Task directions:
Print all the data, keeping every line exactly as it is.

Records contained in a dataset
┄┄┄┄┄┄┄┄┄┄

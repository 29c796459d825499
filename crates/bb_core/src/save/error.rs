use std::fmt;

use thiserror::Error;

use super::format::SaveId;
use crate::models::TeamSide;

#[derive(Error, Debug)]
pub enum SaveError {
    #[error("IO error: {0}")]
    Io(#[from] std::io::Error),

    #[error("JSON error: {0}")]
    Json(#[from] serde_json::Error),

    #[error("Serialization error: {0}")]
    Encode(#[from] rmp_serde::encode::Error),

    #[error("Deserialization error: {0}")]
    Decode(#[from] rmp_serde::decode::Error),

    #[error("Decompression error")]
    Decompression,

    #[error("Checksum mismatch")]
    ChecksumMismatch,

    #[error("Save not found: {id}")]
    NotFound { id: SaveId },

    #[error("Malformed import: {0}")]
    MalformedImport(String),

    #[error("Signature mismatch")]
    SignatureMismatch,

    #[error("Unsupported version: found {found}, supported up to {supported}")]
    UnsupportedVersion { found: u32, supported: u32 },

    #[error("Missing dependency: {0}")]
    MissingDependency(MissingDependency),

    #[error("No snapshot available")]
    NoSnapshot,

    #[error("Store unavailable: {0}")]
    Unavailable(String),
}

/// Something an imported save references that is not installed locally.
#[derive(Debug, Clone, PartialEq, Eq)]
pub enum MissingDependency {
    Team { side: TeamSide, team_id: String },
}

impl fmt::Display for MissingDependency {
    fn fmt(&self, f: &mut fmt::Formatter<'_>) -> fmt::Result {
        match self {
            MissingDependency::Team { side, team_id } => {
                write!(f, "{} team '{}' is not installed", side.as_str(), team_id)
            }
        }
    }
}

impl SaveError {
    /// Storage hiccups worth retrying; the game keeps running meanwhile.
    pub fn is_transient(&self) -> bool {
        matches!(self, SaveError::Io(_) | SaveError::Unavailable(_) | SaveError::Encode(_))
    }

    /// Text safe to show a player. Never includes internal identifiers.
    pub fn user_message(&self) -> String {
        match self {
            SaveError::MalformedImport(_) | SaveError::Json(_) => {
                "This file is not a valid saved game.".to_string()
            }
            SaveError::SignatureMismatch => {
                "This saved game was modified or damaged and cannot be imported.".to_string()
            }
            SaveError::UnsupportedVersion { .. } => {
                "This saved game was made by a newer version. Update to open it.".to_string()
            }
            SaveError::MissingDependency(MissingDependency::Team { side, .. }) => format!(
                "The {} team in this saved game is not installed. Add the team to your roster, then import again.",
                side.as_str()
            ),
            SaveError::NotFound { .. } => "That saved game no longer exists.".to_string(),
            SaveError::NoSnapshot => "This game has no resume point yet.".to_string(),
            SaveError::ChecksumMismatch | SaveError::Decompression | SaveError::Decode(_) => {
                "This saved game is damaged and cannot be loaded.".to_string()
            }
            SaveError::Io(_) | SaveError::Unavailable(_) | SaveError::Encode(_) => {
                "Progress could not be saved right now. The game continues.".to_string()
            }
        }
    }
}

┄┄┄┄┄┄┄┄┄┄

Solution to the exercise:
repository 29c796459d825499
filename crates/bb_core/src/save/error.rs
use std::fmt;

use thiserror::Error;

use super::format::SaveId;
use crate::models::TeamSide;

#[derive(Error, Debug)]
pub enum SaveError {
    #[error("IO error: {0}")]
    Io(#[from] std::io::Error),

    #[error("JSON error: {0}")]
    Json(#[from] serde_json::Error),

    #[error("Serialization error: {0}")]
    Encode(#[from] rmp_serde::encode::Error),

    #[error("Deserialization error: {0}")]
    Decode(#[from] rmp_serde::decode::Error),

    #[error("Decompression error")]
    Decompression,

    #[error("Checksum mismatch")]
    ChecksumMismatch,

    #[error("Save not found: {id}")]
    NotFound { id: SaveId },

    #[error("Malformed import: {0}")]
    MalformedImport(String),

    #[error("Signature mismatch")]
    SignatureMismatch,

    #[error("Unsupported version: found {found}, supported up to {supported}")]
    UnsupportedVersion { found: u32, supported: u32 },

    #[error("Missing dependency: {0}")]
    MissingDependency(MissingDependency),

    #[error("No snapshot available")]
    NoSnapshot,

    #[error("Store unavailable: {0}")]
    Unavailable(String),
}

/// Something an imported save references that is not installed locally.
#[derive(Debug, Clone, PartialEq, Eq)]
pub enum MissingDependency {
    Team { side: TeamSide, team_id: String },
}

impl fmt::Display for MissingDependency {
    fn fmt(&self, f: &mut fmt::Formatter<'_>) -> fmt::Result {
        match self {
            MissingDependency::Team { side, team_id } => {
                write!(f, "{} team '{}' is not installed", side.as_str(), team_id)
            }
        }
    }
}

impl SaveError {
    /// Storage hiccups worth retrying; the game keeps running meanwhile.
    pub fn is_transient(&self) -> bool {
        matches!(self, SaveError::Io(_) | SaveError::Unavailable(_) | SaveError::Encode(_))
    }

    /// Text safe to show a player. Never includes internal identifiers.
    pub fn user_message(&self) -> String {
        match self {
            SaveError::MalformedImport(_) | SaveError::Json(_) => {
                "This file is not a valid saved game.".to_string()
            }
            SaveError::SignatureMismatch => {
                "This saved game was modified or damaged and cannot be imported.".to_string()
            }
            SaveError::UnsupportedVersion { .. } => {
                "This saved game was made by a newer version. Update to open it.".to_string()
            }
            SaveError::MissingDependency(MissingDependency::Team { side, .. }) => format!(
                "The {} team in this saved game is not installed. Add the team to your roster, then import again.",
                side.as_str()
            ),
            SaveError::NotFound { .. } => "That saved game no longer exists.".to_string(),
            SaveError::NoSnapshot => "This game has no resume point yet.".to_string(),
            SaveError::ChecksumMismatch | SaveError::Decompression | SaveError::Decode(_) => {
                "This saved game is damaged and cannot be loaded.".to_string()
            }
            SaveError::Io(_) | SaveError::Unavailable(_) | SaveError::Encode(_) => {
                "Progress could not be saved right now. The game continues.".to_string()
            }
        }
    }
}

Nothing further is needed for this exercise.